* TO DO
Exact copies of the records below are required.

════════════════════

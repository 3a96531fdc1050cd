// src/handlers/areas.rs

use axum::{
    Extension, Json,
    extract::{Path, State},
    http::StatusCode,
    response::IntoResponse,
};
use sqlx::{PgPool, Postgres, QueryBuilder};
use validator::Validate;

use crate::{
    error::{AppError, map_write_error},
    handlers::companies::fetch_company,
    models::area::{Area, CreateAreaRequest, UpdateAreaRequest},
    utils::{access::Viewer, html::clean_optional, jwt::Claims},
};

pub(crate) async fn fetch_area(pool: &PgPool, id: i64) -> Result<Area, AppError> {
    sqlx::query_as::<_, Area>("SELECT * FROM areas WHERE id = $1")
        .bind(id)
        .fetch_optional(pool)
        .await?
        .ok_or(AppError::NotFound("Area not found".to_string()))
}

/// Areas of a company.
///
/// Admins see all of them. Members see the areas they are assigned to, or
/// every area of their company when they have no assignment.
pub async fn list_company_areas(
    State(pool): State<PgPool>,
    Extension(claims): Extension<Claims>,
    Path(company_id): Path<i64>,
) -> Result<impl IntoResponse, AppError> {
    let viewer = Viewer::load(&pool, &claims).await?;
    viewer.require_company(company_id)?;

    let areas = if viewer.is_admin() || viewer.area_ids.is_empty() {
        sqlx::query_as::<_, Area>("SELECT * FROM areas WHERE company_id = $1 ORDER BY name")
            .bind(company_id)
            .fetch_all(&pool)
            .await?
    } else {
        sqlx::query_as::<_, Area>(
            "SELECT * FROM areas WHERE company_id = $1 AND id = ANY($2) ORDER BY name",
        )
        .bind(company_id)
        .bind(&viewer.area_ids)
        .fetch_all(&pool)
        .await?
    };

    Ok(Json(areas))
}

pub async fn get_area(
    State(pool): State<PgPool>,
    Extension(claims): Extension<Claims>,
    Path(id): Path<i64>,
) -> Result<impl IntoResponse, AppError> {
    let viewer = Viewer::load(&pool, &claims).await?;
    let area = fetch_area(&pool, id).await?;
    viewer.require_company(area.company_id)?;

    Ok(Json(area))
}

/// Admin only.
pub async fn create_area(
    State(pool): State<PgPool>,
    Path(company_id): Path<i64>,
    Json(payload): Json<CreateAreaRequest>,
) -> Result<impl IntoResponse, AppError> {
    payload.validate()?;
    fetch_company(&pool, company_id).await?;

    let area = sqlx::query_as::<_, Area>(
        r#"
        INSERT INTO areas (company_id, name, description)
        VALUES ($1, $2, $3)
        RETURNING *
        "#,
    )
    .bind(company_id)
    .bind(&payload.name)
    .bind(clean_optional(payload.description.as_deref()))
    .fetch_one(&pool)
    .await
    .map_err(|e| {
        map_write_error(e, || {
            format!("Area '{}' already exists in this company", payload.name)
        })
    })?;

    tracing::info!(area_id = area.id, company_id, "Area created");

    Ok((StatusCode::CREATED, Json(area)))
}

/// Admin only.
pub async fn update_area(
    State(pool): State<PgPool>,
    Path(id): Path<i64>,
    Json(payload): Json<UpdateAreaRequest>,
) -> Result<impl IntoResponse, AppError> {
    payload.validate()?;

    let mut builder: QueryBuilder<Postgres> = QueryBuilder::new("UPDATE areas SET ");
    let mut separated = builder.separated(", ");
    separated.push("updated_at = NOW()");

    if let Some(name) = &payload.name {
        separated.push("name = ");
        separated.push_bind_unseparated(name);
    }

    if let Some(description) = clean_optional(payload.description.as_deref()) {
        separated.push("description = ");
        separated.push_bind_unseparated(description);
    }

    builder.push(" WHERE id = ");
    builder.push_bind(id);
    builder.push(" RETURNING *");

    let area = builder
        .build_query_as::<Area>()
        .fetch_optional(&pool)
        .await
        .map_err(|e| map_write_error(e, || "An area with this name already exists in this company".to_string()))?
        .ok_or(AppError::NotFound("Area not found".to_string()))?;

    Ok(Json(area))
}

/// Admin only. Refused while audit assignments target the area.
pub async fn delete_area(
    State(pool): State<PgPool>,
    Path(id): Path<i64>,
) -> Result<impl IntoResponse, AppError> {
    fetch_area(&pool, id).await?;

    let has_assignments = sqlx::query_scalar::<_, bool>(
        "SELECT EXISTS(SELECT 1 FROM audit_assignments WHERE area_id = $1)",
    )
    .bind(id)
    .fetch_one(&pool)
    .await?;

    if has_assignments {
        return Err(AppError::BadRequest(
            "Cannot delete an area that still has audit assignments".to_string(),
        ));
    }

    sqlx::query("DELETE FROM areas WHERE id = $1")
        .bind(id)
        .execute(&pool)
        .await?;

    Ok(StatusCode::NO_CONTENT)
}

════════════════════

* ANSWER AREA
repository 3a96531fdc1050cd
// src/handlers/areas.rs

use axum::{
    Extension, Json,
    extract::{Path, State},
    http::StatusCode,
    response::IntoResponse,
};
use sqlx::{PgPool, Postgres, QueryBuilder};
use validator::Validate;

use crate::{
    error::{AppError, map_write_error},
    handlers::companies::fetch_company,
    models::area::{Area, CreateAreaRequest, UpdateAreaRequest},
    utils::{access::Viewer, html::clean_optional, jwt::Claims},
};

pub(crate) async fn fetch_area(pool: &PgPool, id: i64) -> Result<Area, AppError> {
    sqlx::query_as::<_, Area>("SELECT * FROM areas WHERE id = $1")
        .bind(id)
        .fetch_optional(pool)
        .await?
        .ok_or(AppError::NotFound("Area not found".to_string()))
}

/// Areas of a company.
///
/// Admins see all of them. Members see the areas they are assigned to, or
/// every area of their company when they have no assignment.
pub async fn list_company_areas(
    State(pool): State<PgPool>,
    Extension(claims): Extension<Claims>,
    Path(company_id): Path<i64>,
) -> Result<impl IntoResponse, AppError> {
    let viewer = Viewer::load(&pool, &claims).await?;
    viewer.require_company(company_id)?;

    let areas = if viewer.is_admin() || viewer.area_ids.is_empty() {
        sqlx::query_as::<_, Area>("SELECT * FROM areas WHERE company_id = $1 ORDER BY name")
            .bind(company_id)
            .fetch_all(&pool)
            .await?
    } else {
        sqlx::query_as::<_, Area>(
            "SELECT * FROM areas WHERE company_id = $1 AND id = ANY($2) ORDER BY name",
        )
        .bind(company_id)
        .bind(&viewer.area_ids)
        .fetch_all(&pool)
        .await?
    };

    Ok(Json(areas))
}

pub async fn get_area(
    State(pool): State<PgPool>,
    Extension(claims): Extension<Claims>,
    Path(id): Path<i64>,
) -> Result<impl IntoResponse, AppError> {
    let viewer = Viewer::load(&pool, &claims).await?;
    let area = fetch_area(&pool, id).await?;
    viewer.require_company(area.company_id)?;

    Ok(Json(area))
}

/// Admin only.
pub async fn create_area(
    State(pool): State<PgPool>,
    Path(company_id): Path<i64>,
    Json(payload): Json<CreateAreaRequest>,
) -> Result<impl IntoResponse, AppError> {
    payload.validate()?;
    fetch_company(&pool, company_id).await?;

    let area = sqlx::query_as::<_, Area>(
        r#"
        INSERT INTO areas (company_id, name, description)
        VALUES ($1, $2, $3)
        RETURNING *
        "#,
    )
    .bind(company_id)
    .bind(&payload.name)
    .bind(clean_optional(payload.description.as_deref()))
    .fetch_one(&pool)
    .await
    .map_err(|e| {
        map_write_error(e, || {
            format!("Area '{}' already exists in this company", payload.name)
        })
    })?;

    tracing::info!(area_id = area.id, company_id, "Area created");

    Ok((StatusCode::CREATED, Json(area)))
}

/// Admin only.
pub async fn update_area(
    State(pool): State<PgPool>,
    Path(id): Path<i64>,
    Json(payload): Json<UpdateAreaRequest>,
) -> Result<impl IntoResponse, AppError> {
    payload.validate()?;

    let mut builder: QueryBuilder<Postgres> = QueryBuilder::new("UPDATE areas SET ");
    let mut separated = builder.separated(", ");
    separated.push("updated_at = NOW()");

    if let Some(name) = &payload.name {
        separated.push("name = ");
        separated.push_bind_unseparated(name);
    }

    if let Some(description) = clean_optional(payload.description.as_deref()) {
        separated.push("description = ");
        separated.push_bind_unseparated(description);
    }

    builder.push(" WHERE id = ");
    builder.push_bind(id);
    builder.push(" RETURNING *");

    let area = builder
        .build_query_as::<Area>()
        .fetch_optional(&pool)
        .await
        .map_err(|e| map_write_error(e, || "An area with this name already exists in this company".to_string()))?
        .ok_or(AppError::NotFound("Area not found".to_string()))?;

    Ok(Json(area))
}

/// Admin only. Refused while audit assignments target the area.
pub async fn delete_area(
    State(pool): State<PgPool>,
    Path(id): Path<i64>,
) -> Result<impl IntoResponse, AppError> {
    fetch_area(&pool, id).await?;

    let has_assignments = sqlx::query_scalar::<_, bool>(
        "SELECT EXISTS(SELECT 1 FROM audit_assignments WHERE area_id = $1)",
    )
    .bind(id)
    .fetch_one(&pool)
    .await?;

    if has_assignments {
        return Err(AppError::BadRequest(
            "Cannot delete an area that still has audit assignments".to_string(),
        ));
    }

    sqlx::query("DELETE FROM areas WHERE id = $1")
        .bind(id)
        .execute(&pool)
        .await?;

    Ok(StatusCode::NO_CONTENT)
}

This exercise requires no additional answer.